先ごろアカデミー賞作品賞ほか6部門で賞を獲得したキャスリン・ビグロー監督の『ハート・ロッカー』は、イラク戦争に従軍する爆弾処理兵を扱った映画である。これまでは戦争映画の主人公というと、前線で闘う兵士か、あるいは後方の作戦室にいる司令官あたりが相場であった。それに対して、ビグローは前線でも司令室でもなく、いわば日常と隣り合わせの「街角の戦場」で活躍する、新しいタイプの英雄を持ってきた。敵をいたずらに殲滅するのではなく、無差別の爆弾テロにおびえる他国の市民を率先して守る主人公、これである。

しかし、映画をご覧になった方は、冒頭の場面、処理兵たちが街角でデカいラジコンのようなロボットを操り、爆弾の有無を確認するシーンがあったのを覚えているだろう。本書の第一章は、まさにそのEOD(爆発物処理)班の片腕として働くロボットを紹介している。今や戦場には、非常に簡単につくれる即席爆発装置(IED)があちこちに仕掛けられていることもあって、その処理に従事するロボットの重要性が急速に上昇しているのだ。『ハート・ロッカー』のロボットは冒頭でいきなりトラブルを起こすが、本書の記述によれば、戦場で使えるロボットはますます多種多様で高機能になっている。

むろん、戦争ロボット(ウォーボット)の役目は、たんに爆発物を処理することだけではない。本書で紙幅が割かれるのは、むしろ戦争における無人システム一般の広がりである。無人装甲ロボットや無人偵察機はもとより、ロボットそのものが一種のデータベースとなり、活動時間・内容の履歴を逐一残しているケースもある。それがフィードバックされて、ロボットの改良や修理がより効率的になるのだ。さらには、市街戦を優位に戦うために、無人ロボットを派遣して、街全体を「デジタル化」するようなことも期待されている。こうなってくると、ロボットはもはや、監視システムの延長というべきだろう。

一般的に言って、技術が発達すればするほど、人間の心理的・身体的な限界が際立ってくる。無人システムの導入は、人間という最大のリスク要因を除去できるという意味で、画期的である。これまでのRMA(軍事革命)は、すべて戦争の「やり方」を変えるものだった。それに対して、ロボットの台頭は「戦争の担い手の能力だけでなく、担い手そのものを変えるのだ」(284頁)。本書では、この変化が法的・倫理的に未知の問題を引き起こすのではないか、という懸念も表明されている。
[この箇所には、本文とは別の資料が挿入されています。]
use axum::extract::rejection::{JsonRejection, QueryRejection};
use axum::extract::{Path, Query, State};
use axum::Json;
use chrono::Utc;
use serde::Deserialize;
use serde_json::{json, Value};
use tracing::info;
use uuid::Uuid;

use quest_core::leveling::{active_streak, compute_task_reward};
use quest_core::models::{
    CreateTaskInput, TaskFilter, DEFAULT_DIFFICULTY, DEFAULT_ESTIMATED_MINUTES, DEFAULT_SKILL_TREE,
};
use quest_core::Completable;

use super::{required, AppState};
use crate::auth::CurrentUser;
use crate::error::ApiError;

const DEFAULT_LIMIT: u32 = 200;
const MAX_LIMIT: u32 = 500;

#[derive(Debug, Default, Deserialize)]
pub struct ListQuery {
    completed: Option<bool>,
    limit: Option<u32>,
    skip: Option<u32>,
}

impl ListQuery {
    fn into_filter(self) -> TaskFilter {
        let limit = match self.limit {
            None | Some(0) => DEFAULT_LIMIT,
            Some(n) => n.min(MAX_LIMIT),
        };
        TaskFilter {
            completed: self.completed,
            limit,
            skip: self.skip.unwrap_or(0),
        }
    }
}

#[derive(Debug, Deserialize)]
pub struct CreateTaskRequest {
    title: Option<String>,
    description: Option<String>,
    #[serde(alias = "skillTree")]
    skill_tree: Option<String>,
    difficulty: Option<f64>,
    #[serde(alias = "estimatedMinutes")]
    estimated_minutes: Option<f64>,
}

/// Task ids arrive as raw path segments; anything that isn't a UUID
/// cannot name a stored task.
fn parse_task_id(raw: &str) -> Result<Uuid, ApiError> {
    Uuid::parse_str(raw).map_err(|_| ApiError::NotFound("Task"))
}

/// GET /api/tasks
pub async fn list(
    CurrentUser(user_id): CurrentUser,
    State(state): State<AppState>,
    query: Result<Query<ListQuery>, QueryRejection>,
) -> Result<Json<Value>, ApiError> {
    let Query(query) = query?;
    let tasks = state.db.list_tasks(user_id, query.into_filter())?;
    Ok(Json(json!({ "tasks": tasks })))
}

/// POST /api/tasks
///
/// The reward is priced once here, against the streak the user holds today.
pub async fn create(
    CurrentUser(user_id): CurrentUser,
    State(state): State<AppState>,
    payload: Result<Json<CreateTaskRequest>, JsonRejection>,
) -> Result<Json<Value>, ApiError> {
    let Json(req) = payload?;
    let title = required(req.title).ok_or_else(|| ApiError::BadRequest("Title is required".into()))?;

    let user = state.db.get_user(user_id)?.ok_or(ApiError::Unauthorized)?;
    let streak = active_streak(
        user.last_completion_on,
        Utc::now().date_naive(),
        user.current_streak,
    );

    let difficulty = req.difficulty.unwrap_or(DEFAULT_DIFFICULTY);
    let estimated_minutes = req.estimated_minutes.unwrap_or(DEFAULT_ESTIMATED_MINUTES);
    let xp_reward = compute_task_reward(difficulty, estimated_minutes, streak)?;

    let task = state.db.create_task(
        user_id,
        CreateTaskInput {
            title,
            description: req.description.unwrap_or_default(),
            skill_tree: required(req.skill_tree).unwrap_or_else(|| DEFAULT_SKILL_TREE.to_string()),
            difficulty,
            estimated_minutes,
            xp_reward,
        },
    )?;

    info!(task_id = %task.id, %user_id, xp_reward, "Created task");
    Ok(Json(json!({ "success": true, "task": task })))
}

/// DELETE /api/tasks/{task_id}
pub async fn remove(
    CurrentUser(user_id): CurrentUser,
    State(state): State<AppState>,
    Path(task_id): Path<String>,
) -> Result<Json<Value>, ApiError> {
    let task_id = parse_task_id(&task_id)?;
    if !state.db.delete_task(task_id, user_id)? {
        return Err(ApiError::NotFound("Task"));
    }
    Ok(Json(json!({ "success": true })))
}

/// PATCH /api/tasks/{task_id}/complete
pub async fn complete(
    CurrentUser(user_id): CurrentUser,
    State(state): State<AppState>,
    Path(task_id): Path<String>,
) -> Result<Json<Value>, ApiError> {
    let id = parse_task_id(&task_id)?;
    let outcome = state.db.complete(user_id, Completable::Task { id })?;

    Ok(Json(json!({
        "success": true,
        "xp_gained": outcome.xp_gained,
        "level_up": outcome.level_up,
        "new_level": outcome.new_level,
    })))
}
use axum::{
    Json,
    extract::rejection::BytesRejection,
    http::{HeaderValue, StatusCode, header::WWW_AUTHENTICATE},
    response::{IntoResponse, Response},
};
use serde::Serialize;
use serde_json::json;

use crate::error::Error;

/// Standard API response wrapper
#[derive(Debug, Serialize)]
pub struct ApiResponse<T: Serialize> {
    pub data: Option<T>,
    pub error: Option<String>,
}

impl<T: Serialize> ApiResponse<T> {
    #[must_use]
    pub fn success(data: T) -> Self {
        Self {
            data: Some(data),
            error: None,
        }
    }
}

impl<T: Serialize> IntoResponse for ApiResponse<T> {
    fn into_response(self) -> Response {
        Json(self).into_response()
    }
}

/// API error that converts to a proper HTTP response
#[derive(Debug)]
pub struct ApiError {
    pub status: StatusCode,
    pub message: String,
}

impl ApiError {
    #[must_use]
    pub fn unauthorized(message: impl Into<String>) -> Self {
        Self::new(StatusCode::UNAUTHORIZED, message)
    }

    #[must_use]
    pub fn internal(message: impl Into<String>) -> Self {
        Self::new(StatusCode::INTERNAL_SERVER_ERROR, message)
    }

    fn new(status: StatusCode, message: impl Into<String>) -> Self {
        Self {
            status,
            message: message.into(),
        }
    }
}

impl From<Error> for ApiError {
    fn from(err: Error) -> Self {
        let status = match &err {
            Error::NotFound | Error::VersionNotFound | Error::UserDoesNotExist => {
                StatusCode::NOT_FOUND
            }
            Error::NotAuthorized | Error::Disabled => StatusCode::FORBIDDEN,
            Error::InvalidSignature
            | Error::TokenExpired
            | Error::MalformedToken
            | Error::PasswordMismatch => StatusCode::UNAUTHORIZED,
            Error::AlreadyExists | Error::UserAlreadyExists => StatusCode::CONFLICT,
            Error::UsernameEmpty
            | Error::PasswordTooShort
            | Error::InvalidArtifactId(_)
            | Error::BadRequest(_) => StatusCode::BAD_REQUEST,
            Error::Database(_)
            | Error::Serialization(_)
            | Error::Io(_)
            | Error::InvalidConnectionString(_)
            | Error::UnknownBackend(_)
            | Error::Config(_)
            | Error::PasswordHash(_) => StatusCode::INTERNAL_SERVER_ERROR,
        };

        if status == StatusCode::INTERNAL_SERVER_ERROR {
            tracing::error!("Request failed: {err}");
            return Self::internal("Internal server error");
        }

        Self::new(status, err.to_string())
    }
}

impl From<BytesRejection> for ApiError {
    fn from(rejection: BytesRejection) -> Self {
        Self::new(rejection.status(), rejection.body_text())
    }
}

impl IntoResponse for ApiError {
    fn into_response(self) -> Response {
        let body = json!({ "data": null, "error": self.message });
        let mut response = (self.status, Json(body)).into_response();

        if self.status == StatusCode::UNAUTHORIZED {
            response.headers_mut().insert(
                WWW_AUTHENTICATE,
                HeaderValue::from_static("Bearer realm=\"depreg\""),
            );
        }

        response
    }
}

pub type ApiResult<T> = Result<T, ApiError>;
pub const SCHEMA: &str = r#"
-- Every backend keeps its records as opaque values grouped into buckets
CREATE TABLE IF NOT EXISTS kv (
    bucket TEXT NOT NULL,
    key TEXT NOT NULL,
    value BLOB NOT NULL,
    updated_at TEXT DEFAULT (datetime('now')),
    PRIMARY KEY (bucket, key)
);
"#;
もともと、著者のP・W・シンガーは『戦争請負会社』や『子ども兵の戦争』などの著作で、戦争の外延があいまいに広がっていることを鋭くえぐり出してきた実務家である。今や国家よりも巨大な軍事企業、あるいは大人よりも危険な子どもが、戦争の担い手として台頭しているのであり、国家が徴発した成人男性どうしが戦闘するという旧来の戦争の常識は壊れつつある。シンガーは、そこにロボットの台頭を付け加えた。実のところ、ロボットは市場で売買できるものでもあって、極端なことを言えば、ある個人やあるグループがロボットを購入し、それを戦場に勝手に送り込むということも不可能ではない。国家は、戦争に参加するべき存在の選択を「独占」(386頁)してきたが、その独占構造はついにほころびを見せ始めている。

こうした状況は、当然私たちの戦争のイメージを変えるだろう。『ハート・ロッカー』は確かに、新しいタイプの戦場と、それに対応する新しい英雄像を明快に提示した。しかし、この映画が「人間の英雄」の活躍を見せるには、実はロボットを冒頭であらかじめ葬っておかねばならなかったのだ。ということは裏返せば、遠からず「人間の出てこない『ハート・ロッカー』」こそが制作されねばならないということだろう。現代の戦場は、急速に変容しているのである。